There is a much larger question in this story, a question that has been present from the start – case studies versus population data. If you’ve seen Akathisia and suicidality in cases of adolescents put on SSRIs, and if you know of several completed suicides that you’re convinced were medication induced, how are you to look at a study like this even if you believe it? This line of thinking presumes that the only thing one can do for a depressed teen is give them SSRIs, which has never been true. A blog is no place to launch into all the things one might do besides give a questionable symptomatic medication, how to actually approach a depressed teen. But even common sense tells us that there are a wide range of answers to that question that don’t only rely on medication. And if, after careful consideration, you decide to try an antidepressant, knowing that this kind of reaction can occur in some cases would certainly heavily inform how you would closely follow such a case.
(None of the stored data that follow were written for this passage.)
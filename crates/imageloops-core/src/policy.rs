use std::time::Duration;

use imageloops_agent::Prompt;
use imageloops_critic::{CriticPrompts, Critique};

/// Decides which prompt the producer gets on each iteration
pub trait PromptStrategy: Send + Sync {
    fn name(&self) -> &str;

    /// `previous` is the critique of the prior iteration, `None` on the first.
    fn next_prompt(&self, original: &Prompt, previous: Option<&Critique>) -> String;
}

/// Always regenerate from the original prompt
#[derive(Debug, Clone, Copy, Default)]
pub struct FixedPrompt;

impl PromptStrategy for FixedPrompt {
    fn name(&self) -> &str {
        "fixed"
    }

    fn next_prompt(&self, original: &Prompt, _previous: Option<&Critique>) -> String {
        original.as_str().to_string()
    }
}

/// Fold the previous critique's suggestions into the original prompt
#[derive(Debug, Clone, Copy, Default)]
pub struct RefinePrompt;

impl PromptStrategy for RefinePrompt {
    fn name(&self) -> &str {
        "refine"
    }

    fn next_prompt(&self, original: &Prompt, previous: Option<&Critique>) -> String {
        match previous {
            Some(critique) => CriticPrompts::build_refinement_prompt(original.as_str(), critique),
            None => original.as_str().to_string(),
        }
    }
}

/// Built-in prompt strategies
#[derive(Debug, Clone, Copy, Default, PartialEq, Eq)]
pub enum Strategy {
    Fixed,
    #[default]
    Refine,
}

impl Strategy {
    pub fn build(self) -> Box<dyn PromptStrategy> {
        match self {
            Strategy::Fixed => Box::new(FixedPrompt),
            Strategy::Refine => Box::new(RefinePrompt),
        }
    }
}

impl std::fmt::Display for Strategy {
    fn fmt(&self, f: &mut std::fmt::Formatter<'_>) -> std::fmt::Result {
        match self {
            Strategy::Fixed => write!(f, "fixed"),
            Strategy::Refine => write!(f, "refine"),
        }
    }
}

impl std::str::FromStr for Strategy {
    type Err = String;

    fn from_str(s: &str) -> Result<Self, Self::Err> {
        match s.to_lowercase().as_str() {
            "fixed" | "original" => Ok(Strategy::Fixed),
            "refine" | "feedback" => Ok(Strategy::Refine),
            _ => Err(format!("Unknown prompt strategy: {}", s)),
        }
    }
}

/// What to do when the producer or critic fails.
///
/// The default aborts on the first failure. With `max_retries > 0` the same
/// step is retried after an exponentially growing delay
/// (`initial_backoff * multiplier^(attempt - 1)`, capped at `max_backoff`).
#[derive(Debug, Clone, PartialEq)]
pub struct FailurePolicy {
    pub max_retries: u32,
    pub initial_backoff: Duration,
    pub max_backoff: Duration,
    pub multiplier: f64,
}

impl Default for FailurePolicy {
    fn default() -> Self {
        Self {
            max_retries: 0,
            initial_backoff: Duration::from_secs(1),
            max_backoff: Duration::from_secs(30),
            multiplier: 2.0,
        }
    }
}

impl FailurePolicy {
    /// Abort the run on the first failure
    pub fn abort() -> Self {
        Self::default()
    }

    /// Retry each failing step up to `max_retries` times
    pub fn retry(max_retries: u32) -> Self {
        Self {
            max_retries,
            ..Self::default()
        }
    }

    pub fn with_backoff(mut self, initial: Duration, max: Duration) -> Self {
        self.initial_backoff = initial;
        self.max_backoff = max;
        self
    }

    /// Delay before retry number `attempt` (1-based)
    pub fn delay_for(&self, attempt: u32) -> Duration {
        let exponent = attempt.saturating_sub(1).min(i32::MAX as u32) as i32;
        let factor = self.multiplier.max(1.0).powi(exponent);
        let nanos = self.initial_backoff.as_nanos() as f64 * factor;
        if !nanos.is_finite() || nanos >= self.max_backoff.as_nanos() as f64 {
            self.max_backoff
        } else {
            Duration::from_nanos(nanos as u64)
        }
    }
}
//! Refinement loop for prompt-driven image generation.
//!
//! A [`LoopRunner`] alternates an image producer and an image critic until
//! the aggregate critique score exceeds a threshold or the iteration bound
//! is reached. Every run ends in a [`LoopOutcome`].

mod context;
mod error;
mod loop_runner;
mod outcome;
mod policy;
mod state;

pub use context::{IterationRecord, LoopContext};
pub use error::LoopError;
pub use loop_runner::LoopRunner;
pub use outcome::{LoopOutcome, TerminationReason};
pub use policy::{FailurePolicy, FixedPrompt, PromptStrategy, RefinePrompt, Strategy};
pub use state::{LoopPhase, PhaseEvent};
… it is disturbing that after the health advisories, warnings, and media reports about the relation between antidepressant use and suicidality in young people, we found substantial reductions in antidepressant treatment and simultaneous, small but meaningful increases in suicide attempts. It is essential to monitor and reduce possible unintended effects of FDA warnings and media reporting.